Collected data
==*==

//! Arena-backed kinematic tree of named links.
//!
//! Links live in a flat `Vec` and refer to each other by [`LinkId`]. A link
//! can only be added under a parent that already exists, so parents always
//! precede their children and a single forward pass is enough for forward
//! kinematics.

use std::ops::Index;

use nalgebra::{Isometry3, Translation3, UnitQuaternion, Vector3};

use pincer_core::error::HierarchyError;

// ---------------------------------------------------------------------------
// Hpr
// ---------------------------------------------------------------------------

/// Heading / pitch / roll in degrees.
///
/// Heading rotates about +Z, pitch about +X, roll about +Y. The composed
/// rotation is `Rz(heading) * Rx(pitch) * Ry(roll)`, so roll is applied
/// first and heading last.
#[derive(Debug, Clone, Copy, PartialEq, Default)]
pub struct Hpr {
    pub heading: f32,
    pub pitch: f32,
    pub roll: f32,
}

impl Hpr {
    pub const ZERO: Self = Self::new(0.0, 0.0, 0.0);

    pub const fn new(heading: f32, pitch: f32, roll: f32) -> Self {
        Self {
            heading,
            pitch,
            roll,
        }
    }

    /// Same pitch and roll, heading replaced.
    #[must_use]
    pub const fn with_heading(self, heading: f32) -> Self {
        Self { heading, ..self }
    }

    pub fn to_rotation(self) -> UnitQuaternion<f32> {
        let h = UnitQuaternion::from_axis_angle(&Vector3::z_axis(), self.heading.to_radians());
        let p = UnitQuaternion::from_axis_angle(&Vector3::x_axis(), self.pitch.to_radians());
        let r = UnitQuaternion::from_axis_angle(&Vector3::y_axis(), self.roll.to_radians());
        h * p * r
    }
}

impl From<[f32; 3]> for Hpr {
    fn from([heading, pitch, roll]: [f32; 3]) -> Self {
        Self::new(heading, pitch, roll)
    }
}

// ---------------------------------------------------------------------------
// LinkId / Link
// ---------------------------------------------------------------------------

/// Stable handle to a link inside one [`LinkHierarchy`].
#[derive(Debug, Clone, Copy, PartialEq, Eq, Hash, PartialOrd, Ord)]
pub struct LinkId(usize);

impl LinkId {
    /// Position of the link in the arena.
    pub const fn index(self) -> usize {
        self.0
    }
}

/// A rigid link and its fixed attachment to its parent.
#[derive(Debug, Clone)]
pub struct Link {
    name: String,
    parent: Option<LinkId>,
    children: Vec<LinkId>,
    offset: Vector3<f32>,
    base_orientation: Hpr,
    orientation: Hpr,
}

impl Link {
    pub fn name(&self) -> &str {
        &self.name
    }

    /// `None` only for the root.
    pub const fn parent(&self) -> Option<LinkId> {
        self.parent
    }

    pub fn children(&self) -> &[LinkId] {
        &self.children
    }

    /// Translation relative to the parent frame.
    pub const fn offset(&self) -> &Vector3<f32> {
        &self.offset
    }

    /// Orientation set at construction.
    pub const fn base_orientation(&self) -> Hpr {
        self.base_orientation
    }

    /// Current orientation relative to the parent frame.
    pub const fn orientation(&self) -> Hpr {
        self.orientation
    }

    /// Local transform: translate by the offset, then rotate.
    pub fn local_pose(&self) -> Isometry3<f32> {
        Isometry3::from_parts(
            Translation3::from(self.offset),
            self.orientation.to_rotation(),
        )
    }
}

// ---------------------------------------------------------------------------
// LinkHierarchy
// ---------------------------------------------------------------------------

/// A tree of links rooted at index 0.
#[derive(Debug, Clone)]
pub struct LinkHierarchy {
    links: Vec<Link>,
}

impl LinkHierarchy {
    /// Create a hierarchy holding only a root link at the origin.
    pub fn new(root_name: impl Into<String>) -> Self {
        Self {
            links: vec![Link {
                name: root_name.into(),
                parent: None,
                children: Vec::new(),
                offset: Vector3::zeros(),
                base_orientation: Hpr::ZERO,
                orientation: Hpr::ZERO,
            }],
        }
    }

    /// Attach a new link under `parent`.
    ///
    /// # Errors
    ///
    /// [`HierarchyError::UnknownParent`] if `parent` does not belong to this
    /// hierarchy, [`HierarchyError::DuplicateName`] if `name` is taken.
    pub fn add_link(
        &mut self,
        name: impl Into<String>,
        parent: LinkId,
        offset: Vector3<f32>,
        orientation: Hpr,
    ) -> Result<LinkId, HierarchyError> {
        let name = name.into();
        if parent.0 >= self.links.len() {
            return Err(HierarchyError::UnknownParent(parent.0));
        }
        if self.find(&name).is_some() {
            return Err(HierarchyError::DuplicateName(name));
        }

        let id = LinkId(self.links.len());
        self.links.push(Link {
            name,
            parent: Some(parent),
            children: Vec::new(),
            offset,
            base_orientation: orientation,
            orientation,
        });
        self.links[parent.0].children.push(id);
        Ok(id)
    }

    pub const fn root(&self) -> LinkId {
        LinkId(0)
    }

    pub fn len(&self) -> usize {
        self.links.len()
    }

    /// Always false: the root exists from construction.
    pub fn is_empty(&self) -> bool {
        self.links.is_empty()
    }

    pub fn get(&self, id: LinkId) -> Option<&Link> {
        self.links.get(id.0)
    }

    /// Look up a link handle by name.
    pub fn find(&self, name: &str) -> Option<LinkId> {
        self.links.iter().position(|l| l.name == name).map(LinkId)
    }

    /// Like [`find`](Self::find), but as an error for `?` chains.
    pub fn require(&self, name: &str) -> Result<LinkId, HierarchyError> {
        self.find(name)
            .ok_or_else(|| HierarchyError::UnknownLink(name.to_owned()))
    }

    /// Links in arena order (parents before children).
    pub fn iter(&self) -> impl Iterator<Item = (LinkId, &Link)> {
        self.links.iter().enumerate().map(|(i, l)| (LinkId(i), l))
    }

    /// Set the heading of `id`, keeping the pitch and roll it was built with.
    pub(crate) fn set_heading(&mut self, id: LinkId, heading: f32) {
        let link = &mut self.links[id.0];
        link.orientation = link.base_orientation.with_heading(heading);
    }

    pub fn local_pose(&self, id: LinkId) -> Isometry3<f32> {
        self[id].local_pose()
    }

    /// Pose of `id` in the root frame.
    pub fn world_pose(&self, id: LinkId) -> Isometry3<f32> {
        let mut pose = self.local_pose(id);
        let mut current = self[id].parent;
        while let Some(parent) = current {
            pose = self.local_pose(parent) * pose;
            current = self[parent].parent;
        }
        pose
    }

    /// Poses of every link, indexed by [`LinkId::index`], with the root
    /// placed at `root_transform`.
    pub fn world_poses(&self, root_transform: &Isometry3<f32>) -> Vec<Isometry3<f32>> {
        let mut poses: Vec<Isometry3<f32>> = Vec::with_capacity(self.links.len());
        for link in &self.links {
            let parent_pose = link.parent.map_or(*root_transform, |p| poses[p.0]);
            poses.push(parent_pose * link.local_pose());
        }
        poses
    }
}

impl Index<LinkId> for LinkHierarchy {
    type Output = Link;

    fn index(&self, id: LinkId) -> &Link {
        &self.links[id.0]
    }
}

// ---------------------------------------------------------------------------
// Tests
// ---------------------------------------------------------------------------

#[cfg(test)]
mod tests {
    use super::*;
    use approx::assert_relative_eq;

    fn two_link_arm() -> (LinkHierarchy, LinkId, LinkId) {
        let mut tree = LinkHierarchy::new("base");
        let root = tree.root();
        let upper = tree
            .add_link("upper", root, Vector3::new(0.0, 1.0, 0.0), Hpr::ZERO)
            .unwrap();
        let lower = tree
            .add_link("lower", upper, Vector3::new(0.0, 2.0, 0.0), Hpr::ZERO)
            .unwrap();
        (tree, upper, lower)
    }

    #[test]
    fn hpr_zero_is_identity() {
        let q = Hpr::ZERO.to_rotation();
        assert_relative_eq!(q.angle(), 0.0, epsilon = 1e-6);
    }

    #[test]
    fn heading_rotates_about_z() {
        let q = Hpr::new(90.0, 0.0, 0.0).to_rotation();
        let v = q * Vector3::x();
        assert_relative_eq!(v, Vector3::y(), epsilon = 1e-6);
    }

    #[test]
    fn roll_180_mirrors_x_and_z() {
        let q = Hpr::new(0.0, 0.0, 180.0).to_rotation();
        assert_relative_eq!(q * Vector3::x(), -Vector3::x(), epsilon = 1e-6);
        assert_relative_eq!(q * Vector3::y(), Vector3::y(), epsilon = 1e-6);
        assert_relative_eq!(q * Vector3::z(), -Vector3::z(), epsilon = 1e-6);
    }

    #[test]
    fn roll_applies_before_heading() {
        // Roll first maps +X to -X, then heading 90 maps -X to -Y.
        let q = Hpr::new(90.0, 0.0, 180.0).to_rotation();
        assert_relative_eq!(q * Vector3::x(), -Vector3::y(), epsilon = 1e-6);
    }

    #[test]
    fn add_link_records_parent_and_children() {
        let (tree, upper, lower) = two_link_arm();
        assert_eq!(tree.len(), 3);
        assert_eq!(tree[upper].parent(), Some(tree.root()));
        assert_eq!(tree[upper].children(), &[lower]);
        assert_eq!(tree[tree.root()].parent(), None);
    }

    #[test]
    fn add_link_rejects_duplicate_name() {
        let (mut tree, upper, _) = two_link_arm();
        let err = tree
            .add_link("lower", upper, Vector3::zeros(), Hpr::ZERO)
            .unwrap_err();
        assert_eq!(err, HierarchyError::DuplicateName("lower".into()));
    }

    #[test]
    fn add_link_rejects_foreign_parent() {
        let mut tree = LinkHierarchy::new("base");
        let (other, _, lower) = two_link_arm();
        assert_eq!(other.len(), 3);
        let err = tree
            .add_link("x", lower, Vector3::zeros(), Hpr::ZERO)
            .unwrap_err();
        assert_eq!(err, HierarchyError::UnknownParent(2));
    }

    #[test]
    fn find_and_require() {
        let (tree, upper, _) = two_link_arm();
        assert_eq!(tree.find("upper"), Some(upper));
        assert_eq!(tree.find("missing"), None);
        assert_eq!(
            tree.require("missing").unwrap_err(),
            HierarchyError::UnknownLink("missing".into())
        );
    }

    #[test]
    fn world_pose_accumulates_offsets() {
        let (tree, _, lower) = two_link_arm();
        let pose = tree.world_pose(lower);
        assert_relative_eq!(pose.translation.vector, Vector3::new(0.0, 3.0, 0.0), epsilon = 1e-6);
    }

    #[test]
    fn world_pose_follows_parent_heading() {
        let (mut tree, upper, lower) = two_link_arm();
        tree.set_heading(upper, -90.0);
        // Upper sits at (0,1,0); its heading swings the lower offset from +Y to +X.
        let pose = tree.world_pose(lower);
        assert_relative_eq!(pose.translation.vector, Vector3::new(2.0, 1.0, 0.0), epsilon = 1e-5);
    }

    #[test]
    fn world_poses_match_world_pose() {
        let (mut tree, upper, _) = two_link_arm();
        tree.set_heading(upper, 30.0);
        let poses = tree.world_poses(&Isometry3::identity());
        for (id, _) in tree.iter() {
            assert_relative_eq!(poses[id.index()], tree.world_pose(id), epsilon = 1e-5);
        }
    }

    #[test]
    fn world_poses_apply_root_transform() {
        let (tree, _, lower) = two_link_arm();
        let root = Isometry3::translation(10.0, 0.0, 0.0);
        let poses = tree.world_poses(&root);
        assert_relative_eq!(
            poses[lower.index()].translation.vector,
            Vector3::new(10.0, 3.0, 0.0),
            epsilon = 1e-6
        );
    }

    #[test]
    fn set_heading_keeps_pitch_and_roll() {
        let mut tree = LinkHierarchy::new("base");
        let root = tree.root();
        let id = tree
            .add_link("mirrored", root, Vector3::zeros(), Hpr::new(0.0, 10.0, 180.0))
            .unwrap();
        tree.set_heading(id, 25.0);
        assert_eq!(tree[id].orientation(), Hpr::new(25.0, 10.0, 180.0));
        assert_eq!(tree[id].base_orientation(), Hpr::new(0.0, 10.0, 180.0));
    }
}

==*==

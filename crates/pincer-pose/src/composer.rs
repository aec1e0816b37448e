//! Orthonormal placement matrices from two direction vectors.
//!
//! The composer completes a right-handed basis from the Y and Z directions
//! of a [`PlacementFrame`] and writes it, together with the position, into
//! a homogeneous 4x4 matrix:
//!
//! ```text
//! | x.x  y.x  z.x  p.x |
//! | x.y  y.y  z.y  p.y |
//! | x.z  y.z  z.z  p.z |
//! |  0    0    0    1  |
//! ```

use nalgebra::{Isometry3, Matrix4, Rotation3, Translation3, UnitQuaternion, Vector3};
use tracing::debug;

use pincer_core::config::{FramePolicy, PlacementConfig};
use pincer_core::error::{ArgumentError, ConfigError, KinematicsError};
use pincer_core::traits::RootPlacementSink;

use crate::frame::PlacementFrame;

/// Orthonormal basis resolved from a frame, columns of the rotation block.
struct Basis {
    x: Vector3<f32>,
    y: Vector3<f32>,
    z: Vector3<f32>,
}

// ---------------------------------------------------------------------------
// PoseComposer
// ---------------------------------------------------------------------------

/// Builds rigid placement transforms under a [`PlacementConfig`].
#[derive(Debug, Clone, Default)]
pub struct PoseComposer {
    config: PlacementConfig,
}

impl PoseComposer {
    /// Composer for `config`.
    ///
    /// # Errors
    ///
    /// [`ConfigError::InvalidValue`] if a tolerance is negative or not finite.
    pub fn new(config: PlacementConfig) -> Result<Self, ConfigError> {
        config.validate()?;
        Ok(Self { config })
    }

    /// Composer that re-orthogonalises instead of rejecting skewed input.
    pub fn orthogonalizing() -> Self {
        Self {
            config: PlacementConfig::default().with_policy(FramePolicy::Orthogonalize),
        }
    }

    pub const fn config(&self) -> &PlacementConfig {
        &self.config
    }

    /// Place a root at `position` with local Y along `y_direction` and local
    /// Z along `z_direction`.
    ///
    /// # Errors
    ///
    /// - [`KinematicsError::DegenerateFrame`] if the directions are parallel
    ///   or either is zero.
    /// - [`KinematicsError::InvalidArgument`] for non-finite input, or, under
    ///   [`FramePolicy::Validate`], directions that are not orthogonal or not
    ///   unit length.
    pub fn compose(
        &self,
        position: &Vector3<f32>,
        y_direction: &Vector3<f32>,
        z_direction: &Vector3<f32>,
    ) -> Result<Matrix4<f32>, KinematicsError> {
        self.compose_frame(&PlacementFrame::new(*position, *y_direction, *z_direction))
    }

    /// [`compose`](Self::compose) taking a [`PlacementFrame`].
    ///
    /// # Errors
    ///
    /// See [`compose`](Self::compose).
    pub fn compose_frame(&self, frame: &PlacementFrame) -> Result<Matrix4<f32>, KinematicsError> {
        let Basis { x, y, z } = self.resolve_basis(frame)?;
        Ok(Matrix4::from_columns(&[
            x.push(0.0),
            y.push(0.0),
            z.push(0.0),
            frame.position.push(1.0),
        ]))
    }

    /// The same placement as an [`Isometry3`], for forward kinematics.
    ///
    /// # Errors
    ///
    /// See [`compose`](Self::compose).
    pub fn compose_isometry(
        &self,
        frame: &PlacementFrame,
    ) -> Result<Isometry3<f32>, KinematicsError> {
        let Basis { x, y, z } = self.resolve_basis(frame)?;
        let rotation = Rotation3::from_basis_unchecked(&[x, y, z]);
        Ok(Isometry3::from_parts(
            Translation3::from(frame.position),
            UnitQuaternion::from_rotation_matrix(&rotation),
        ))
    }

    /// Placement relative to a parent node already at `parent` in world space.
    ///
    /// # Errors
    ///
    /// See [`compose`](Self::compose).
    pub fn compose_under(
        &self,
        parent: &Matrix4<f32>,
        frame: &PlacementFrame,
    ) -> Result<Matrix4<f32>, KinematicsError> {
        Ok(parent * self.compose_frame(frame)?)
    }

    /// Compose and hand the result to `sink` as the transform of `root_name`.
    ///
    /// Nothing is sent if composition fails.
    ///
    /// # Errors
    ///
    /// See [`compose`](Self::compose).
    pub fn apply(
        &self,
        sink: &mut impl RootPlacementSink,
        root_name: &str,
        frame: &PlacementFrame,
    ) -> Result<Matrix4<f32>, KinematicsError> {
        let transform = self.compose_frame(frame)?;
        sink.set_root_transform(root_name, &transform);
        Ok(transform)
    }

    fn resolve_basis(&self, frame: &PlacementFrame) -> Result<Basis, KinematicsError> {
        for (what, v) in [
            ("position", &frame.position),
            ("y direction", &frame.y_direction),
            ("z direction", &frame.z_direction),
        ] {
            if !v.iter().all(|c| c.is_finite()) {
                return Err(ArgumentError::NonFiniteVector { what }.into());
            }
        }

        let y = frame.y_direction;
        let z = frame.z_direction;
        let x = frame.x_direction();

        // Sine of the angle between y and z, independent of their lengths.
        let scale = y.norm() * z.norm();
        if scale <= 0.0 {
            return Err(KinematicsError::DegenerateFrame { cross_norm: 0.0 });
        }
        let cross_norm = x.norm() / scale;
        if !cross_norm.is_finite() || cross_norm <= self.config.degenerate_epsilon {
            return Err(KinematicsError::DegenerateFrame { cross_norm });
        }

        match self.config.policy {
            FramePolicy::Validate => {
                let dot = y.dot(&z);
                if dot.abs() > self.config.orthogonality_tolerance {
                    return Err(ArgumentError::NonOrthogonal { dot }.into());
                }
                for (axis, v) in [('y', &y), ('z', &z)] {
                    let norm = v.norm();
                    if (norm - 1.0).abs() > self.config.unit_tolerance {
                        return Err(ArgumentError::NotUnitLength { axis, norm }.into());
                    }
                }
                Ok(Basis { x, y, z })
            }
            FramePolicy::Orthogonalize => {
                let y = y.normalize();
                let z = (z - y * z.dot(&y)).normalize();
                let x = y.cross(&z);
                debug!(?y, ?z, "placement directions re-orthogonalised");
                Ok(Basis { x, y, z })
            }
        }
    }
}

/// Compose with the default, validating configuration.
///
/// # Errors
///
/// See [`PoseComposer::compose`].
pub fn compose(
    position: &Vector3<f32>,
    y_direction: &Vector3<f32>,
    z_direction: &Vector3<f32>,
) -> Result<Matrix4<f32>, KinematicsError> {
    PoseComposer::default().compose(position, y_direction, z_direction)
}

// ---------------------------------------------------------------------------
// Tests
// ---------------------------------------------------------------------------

==*==

| EXERCISE AIM |
Nothing is wanted except the number of lines in the entries above that include the word "Orthonormal".

| ANSWER SPACE |
2